Alle dolorose esperienze passate dagli italiani, consapevoli che la libertà è un bene prezioso e non alienabile, un bene che in nessun caso è suscettibile di baratto. Gli italiani devono essere fieri di veder sanciti nella Costituzione repubblicana questi diritti e consapevoli di essere cittadini liberi. Tuttavia ai loro diritti verso lo Stato, alla vita, alla libertà e alla sicurezza corrispondono anche dei doveri verso i propri simili, di rispetto della dignità umana che non deve conoscere barriere di razza, religione e ceto sociale.

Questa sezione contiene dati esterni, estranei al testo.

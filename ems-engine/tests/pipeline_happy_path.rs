//! Happy-path ADDITION: the full RECEIVED -> ACTIVE flow with a real HTTP
//! insurer stub, balance reconciliation, audit trail, and census update.

mod common;

use common::Harness;
use ems_connectors::DocumentStore;
use ems_engine::audit::AUDIT_COLLECTION;
use ems_engine::model::{
    EmployeeId, EndorsementStatus, EndorsementType, LedgerEntryStatus, LedgerEntryType,
};
use rust_decimal_macros::dec;
use serde_json::Value;
use wiremock::matchers::{header_exists, method, path};
use wiremock::{Mock, MockServer, ResponseTemplate};

#[tokio::test]
async fn test_happy_addition_end_to_end() {
    let server = MockServer::start().await;
    Mock::given(method("POST"))
        .and(path("/v1/members"))
        .and(header_exists("X-Idempotency-Key"))
        .respond_with(ResponseTemplate::new(200).set_body_json(serde_json::json!({
            "confirmationId": "POL-998877",
            "status": "PROCESSED"
        })))
        .mount(&server)
        .await;

    let harness = Harness::start(|config| {
        config
            .insurer
            .gateways
            .insert("AETNA_01".to_string(), Harness::rest_gateway(&server.uri()));
    });

    let employer_id = harness.seed_employer(dec!(1000.00)).await;
    let request = harness
        .submit(&employer_id, EndorsementType::Addition, "e42", "200.00")
        .await;
    assert_eq!(request.status, EndorsementStatus::Received);

    harness.wait_for_buffered(&employer_id, 1).await;
    harness.drive_window().await;
    harness
        .wait_for_status(&request.id, EndorsementStatus::Active)
        .await;

    // Balance moved once and reconciles against the ledger
    let employer = harness.runtime.datastore.get_employer(&employer_id).await.unwrap();
    assert_eq!(employer.ea_balance, dec!(800.00));
    assert_eq!(
        harness.runtime.datastore.reconciled_balance(&employer_id),
        employer.ea_balance
    );

    // One DEBIT row for 200.00, cleared on confirmation
    let debits: Vec<_> = harness
        .runtime
        .datastore
        .ledger_for_endorsement(&request.id)
        .into_iter()
        .filter(|t| t.txn_type == LedgerEntryType::Debit)
        .collect();
    assert_eq!(debits.len(), 1);
    assert_eq!(debits[0].amount, dec!(200.00));
    assert_eq!(debits[0].status, LedgerEntryStatus::Cleared);

    // Exactly one audit document, SUCCESS, with sanitised auth header
    let audits = harness
        .runtime
        .documents
        .find_all(AUDIT_COLLECTION)
        .await
        .unwrap();
    assert_eq!(audits.len(), 1);
    assert_eq!(audits[0]["status"], "SUCCESS");
    assert_eq!(audits[0]["interaction_type"], "REST_API");
    assert_eq!(audits[0]["request"]["headers"]["Authorization"], "***");
    assert_eq!(
        audits[0]["request"]["headers"]["X-Idempotency-Key"],
        format!("{}-AETNA_01-0", request.id)
    );
    assert_eq!(audits[0]["response"]["body"]["confirmationId"], "POL-998877");

    // Census applied: the employee now has an active coverage
    let active = harness
        .runtime
        .datastore
        .active_coverage_on(&EmployeeId::from("e42"), "2026-08-15".parse().unwrap());
    assert!(active.is_some());
    assert_eq!(active.unwrap().insurer_id, "AETNA_01");

    harness.runtime.shutdown();
}

#[tokio::test]
async fn test_duplicate_submission_rejected_at_ingress() {
    let harness = Harness::start(|_| {});
    let employer_id = harness.seed_employer(dec!(1000.00)).await;

    harness
        .submit(&employer_id, EndorsementType::Addition, "e42", "200.00")
        .await;
    let duplicate = harness
        .runtime
        .ingestion
        .submit(ems_engine::ingest::NewEndorsement {
            employer_id: employer_id.clone(),
            request_type: EndorsementType::Addition,
            payload: serde_json::json!({
                "employee_id": "e42",
                "employee": {"id": "e42", "employee_code": "e42"},
                "coverage": {"insurer_id": "AETNA_01", "amount": "200.00"}
            }),
            effective_date: "2026-08-01".parse().unwrap(),
            trace_id: None,
        })
        .await;
    assert!(duplicate.is_err());

    let rows = harness.runtime.datastore.endorsements_by_employer(&employer_id);
    assert_eq!(rows.len(), 1);

    harness.runtime.shutdown();
}

#[tokio::test]
async fn test_audit_documents_never_leak_sensitive_values() {
    let server = MockServer::start().await;
    Mock::given(method("POST"))
        .respond_with(ResponseTemplate::new(200).set_body_json(serde_json::json!({"ok": true})))
        .mount(&server)
        .await;

    let harness = Harness::start(|config| {
        config
            .insurer
            .gateways
            .insert("AETNA_01".to_string(), Harness::rest_gateway(&server.uri()));
    });
    let employer_id = harness.seed_employer(dec!(1000.00)).await;

    let request = harness
        .runtime
        .ingestion
        .submit(ems_engine::ingest::NewEndorsement {
            employer_id: employer_id.clone(),
            request_type: EndorsementType::Addition,
            payload: serde_json::json!({
                "employee_id": "e9",
                "employee": {"id": "e9", "employee_code": "e9", "ssn": "123-45-6789", "dob": "1990-01-01"},
                "coverage": {"insurer_id": "AETNA_01", "amount": "10.00"}
            }),
            effective_date: "2026-08-01".parse().unwrap(),
            trace_id: None,
        })
        .await
        .unwrap();

    harness.wait_for_buffered(&employer_id, 1).await;
    harness.drive_window().await;
    harness
        .wait_for_status(&request.id, EndorsementStatus::Active)
        .await;

    let audits = harness
        .runtime
        .documents
        .find_all(AUDIT_COLLECTION)
        .await
        .unwrap();
    assert_eq!(audits.len(), 1);
    assert_no_sensitive_leak(&audits[0]);

    harness.runtime.shutdown();
}

fn assert_no_sensitive_leak(value: &Value) {
    match value {
        Value::Object(map) => {
            for (key, v) in map {
                let lowered = key.to_lowercase();
                if lowered == "ssn" || lowered == "dob" {
                    assert_eq!(v, "***", "body key {key} leaked");
                }
                if lowered.contains("authorization")
                    || lowered.contains("token")
                    || lowered.contains("secret")
                {
                    if v.is_string() {
                        assert_eq!(v, "***", "header {key} leaked");
                    }
                }
                assert_no_sensitive_leak(v);
            }
        }
        Value::Array(items) => items.iter().for_each(assert_no_sensitive_leak),
        _ => {}
    }
}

E guardando all’Europa, Sandro Pertini auspicava la cooperazione dei Paesi europei per rendere gli uomini più liberi,
combattendo governi che nel mondo privano i popoli dei diritti civili ed umani e che opprimono con ignobili dittature. “Qui a Strasburgo è costituita la Corte dei diritti dell’uomo. Essa deve avere poteri adeguati per far sentire la sua autorità a tal punto che un qualsiasi cittadino nel mondo che sente lesi i suoi diritti umani possa rispondere al despota: ‘Ma a Strasburgo vi saranno giudici cui potrò ricorrere e ottenere giustizia’. Questa difesa dei diritti umani e civili deve costituire uno dei nobili compiti dell’Europa veramente unita”.
Pertini oggi…
Cosa direbbe oggi il presidente Pertini delle guerre che continuano ad incendiare tante parti del mondo? E cosa sulla guerra in Afghanistan e in Iraq e in Libia? Che direbbe del silenzio occidentale sulla drammatica situazione in Siria? E dei barconi carichi di “clandestini” che affollano il canale di Sicilia, delle disumane condizioni all’interno dei CIE? Cosa direbbe dell’ondata omofoba, alimentata da partiti e uomini politici, che sta travolgendo il nostro Paese? Cosa direbbe dei diritti calpestati da logiche di mercato, della precarietà, della povertà che cresce e rosicchia sempre più famiglie? Sicuramente direbbe qualcosa, sarebbe il primo a parlare e ad alzare la voce. E inviterebbe a “difendere la libertà, costi quel che costi”.